The data ::
use backtrace::Backtrace;
use parking_lot::Mutex;
use std::error::Error;
use std::fmt::{Debug, Display, Formatter};
use std::result::Result;
use std::sync::Arc;

/// Error kinds for docscan operations.
///
/// Every failure raised by the scanner, the paginator, the client layer or a
/// store backend carries one of these kinds so callers can branch on the
/// category without parsing messages.
///
/// # Examples
///
/// ```rust
/// use docscan::errors::{DocScanError, ErrorKind, DocScanResult};
///
/// fn example() -> DocScanResult<()> {
///     Err(DocScanError::new("no documents matched", ErrorKind::EmptyResult))
/// }
///
/// assert!(example().unwrap_err().is_empty_result());
/// ```
#[derive(Debug, PartialEq, Eq, Clone)]
pub enum ErrorKind {
    /// Nothing matched the query. Not a hard failure.
    EmptyResult,
    /// A count, find or cursor call against the store failed
    FetchFailure,
    /// A document could not be mapped into the caller's type
    DecodeFailure,
    /// A caller value could not be turned into a document
    EncodeFailure,
    /// An insert, update or delete was rejected by the store
    WriteFailure,
    /// A write violated the `_id` or a unique index
    DuplicateKey,
    /// Index creation failed
    IndexingError,
    /// An argument is outside of its accepted range
    InvalidArgument,
    /// The operation is not valid in the current context
    InvalidOperation,
    /// Connecting to the store failed
    ConnectionFailure,
    /// The store has already been closed
    StoreClosed,
    /// Internal error (usually indicates a bug)
    InternalError,
}

impl Display for ErrorKind {
    fn fmt(&self, f: &mut Formatter<'_>) -> std::fmt::Result {
        match self {
            ErrorKind::EmptyResult => write!(f, "Empty result"),
            ErrorKind::FetchFailure => write!(f, "Fetch failure"),
            ErrorKind::DecodeFailure => write!(f, "Decode failure"),
            ErrorKind::EncodeFailure => write!(f, "Encode failure"),
            ErrorKind::WriteFailure => write!(f, "Write failure"),
            ErrorKind::DuplicateKey => write!(f, "Duplicate key"),
            ErrorKind::IndexingError => write!(f, "Indexing error"),
            ErrorKind::InvalidArgument => write!(f, "Invalid argument"),
            ErrorKind::InvalidOperation => write!(f, "Invalid operation"),
            ErrorKind::ConnectionFailure => write!(f, "Connection failure"),
            ErrorKind::StoreClosed => write!(f, "Store closed"),
            ErrorKind::InternalError => write!(f, "Internal error"),
        }
    }
}

/// Error type of every fallible docscan operation.
///
/// `DocScanError` carries a message, an [`ErrorKind`], an optional cause and the
/// backtrace captured where it was raised.
///
/// # Examples
///
/// ```rust
/// use docscan::errors::{DocScanError, ErrorKind};
///
/// let cause = DocScanError::new("socket reset", ErrorKind::FetchFailure);
/// let err = DocScanError::new_with_cause("window fetch failed", ErrorKind::FetchFailure, cause);
/// assert!(err.cause().is_some());
/// ```
#[derive(Clone)]
pub struct DocScanError {
    message: String,
    error_kind: ErrorKind,
    cause: Option<Box<DocScanError>>,
    backtrace: Arc<Mutex<Backtrace>>,
}

impl DocScanError {
    /// Creates a new `DocScanError` with the specified message and error kind.
    pub fn new(message: &str, error_kind: ErrorKind) -> Self {
        DocScanError {
            message: message.to_string(),
            error_kind,
            cause: None,
            backtrace: Arc::new(Mutex::new(Backtrace::new_unresolved())),
        }
    }

    /// Creates a new `DocScanError` wrapping the error that caused it.
    pub fn new_with_cause(message: &str, error_kind: ErrorKind, cause: DocScanError) -> Self {
        DocScanError {
            message: message.to_string(),
            error_kind,
            cause: Some(Box::new(cause)),
            backtrace: Arc::new(Mutex::new(Backtrace::new_unresolved())),
        }
    }

    pub fn message(&self) -> &str {
        &self.message
    }

    pub fn kind(&self) -> &ErrorKind {
        &self.error_kind
    }

    pub fn cause(&self) -> Option<&DocScanError> {
        self.cause.as_deref()
    }

    /// Returns `true` when the error only reports that nothing matched.
    pub fn is_empty_result(&self) -> bool {
        self.error_kind == ErrorKind::EmptyResult
    }
}

impl Display for DocScanError {
    fn fmt(&self, f: &mut Formatter<'_>) -> std::fmt::Result {
        write!(f, "{}", self.message)
    }
}

impl Debug for DocScanError {
    fn fmt(&self, f: &mut Formatter<'_>) -> std::fmt::Result {
        match &self.cause {
            Some(cause) => write!(
                f,
                "{}: {}\nCaused by: {:?}",
                self.error_kind, self.message, cause
            ),
            None => {
                let mut backtrace = self.backtrace.lock();
                backtrace.resolve();
                write!(f, "{}: {}\n{:?}", self.error_kind, self.message, *backtrace)
            }
        }
    }
}

impl Error for DocScanError {
    fn source(&self) -> Option<&(dyn Error + 'static)> {
        match &self.cause {
            Some(cause) => Some(cause.as_ref()),
            None => None,
        }
    }
}

/// Shorthand for `Result<T, DocScanError>`.
pub type DocScanResult<T> = Result<T, DocScanError>;

impl From<bson::de::Error> for DocScanError {
    fn from(err: bson::de::Error) -> Self {
        DocScanError::new(
            &format!("Failed to decode document: {}", err),
            ErrorKind::DecodeFailure,
        )
    }
}

impl From<bson::ser::Error> for DocScanError {
    fn from(err: bson::ser::Error) -> Self {
        DocScanError::new(
            &format!("Failed to encode document: {}", err),
            ErrorKind::EncodeFailure,
        )
    }
}

impl From<String> for DocScanError {
    fn from(msg: String) -> Self {
        DocScanError::new(&msg, ErrorKind::InternalError)
    }
}

impl From<&str> for DocScanError {
    fn from(msg: &str) -> Self {
        DocScanError::new(msg, ErrorKind::InternalError)
    }
}

#[cfg(feature = "mongodb")]
impl From<mongodb::error::Error> for DocScanError {
    fn from(err: mongodb::error::Error) -> Self {
        use mongodb::error::{ErrorKind as DriverErrorKind, WriteFailure};

        let error_kind = match err.kind.as_ref() {
            DriverErrorKind::Authentication { .. }
            | DriverErrorKind::DnsResolve { .. }
            | DriverErrorKind::ServerSelection { .. }
            | DriverErrorKind::Io(_) => ErrorKind::ConnectionFailure,
            DriverErrorKind::InvalidArgument { .. } => ErrorKind::InvalidArgument,
            DriverErrorKind::BsonDeserialization(_) => ErrorKind::DecodeFailure,
            DriverErrorKind::BsonSerialization(_) => ErrorKind::EncodeFailure,
            DriverErrorKind::Write(WriteFailure::WriteError(write_error))
                if write_error.code == 11000 =>
            {
                ErrorKind::DuplicateKey
            }
            DriverErrorKind::Write(_) => ErrorKind::WriteFailure,
            _ => ErrorKind::FetchFailure,
        };
        DocScanError::new(&format!("MongoDB error: {}", err), error_kind)
    }
}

Exercise objective :: The word "Debug" appears in some lines of the listing. Give the number of those lines, and only that.

Result below :: 3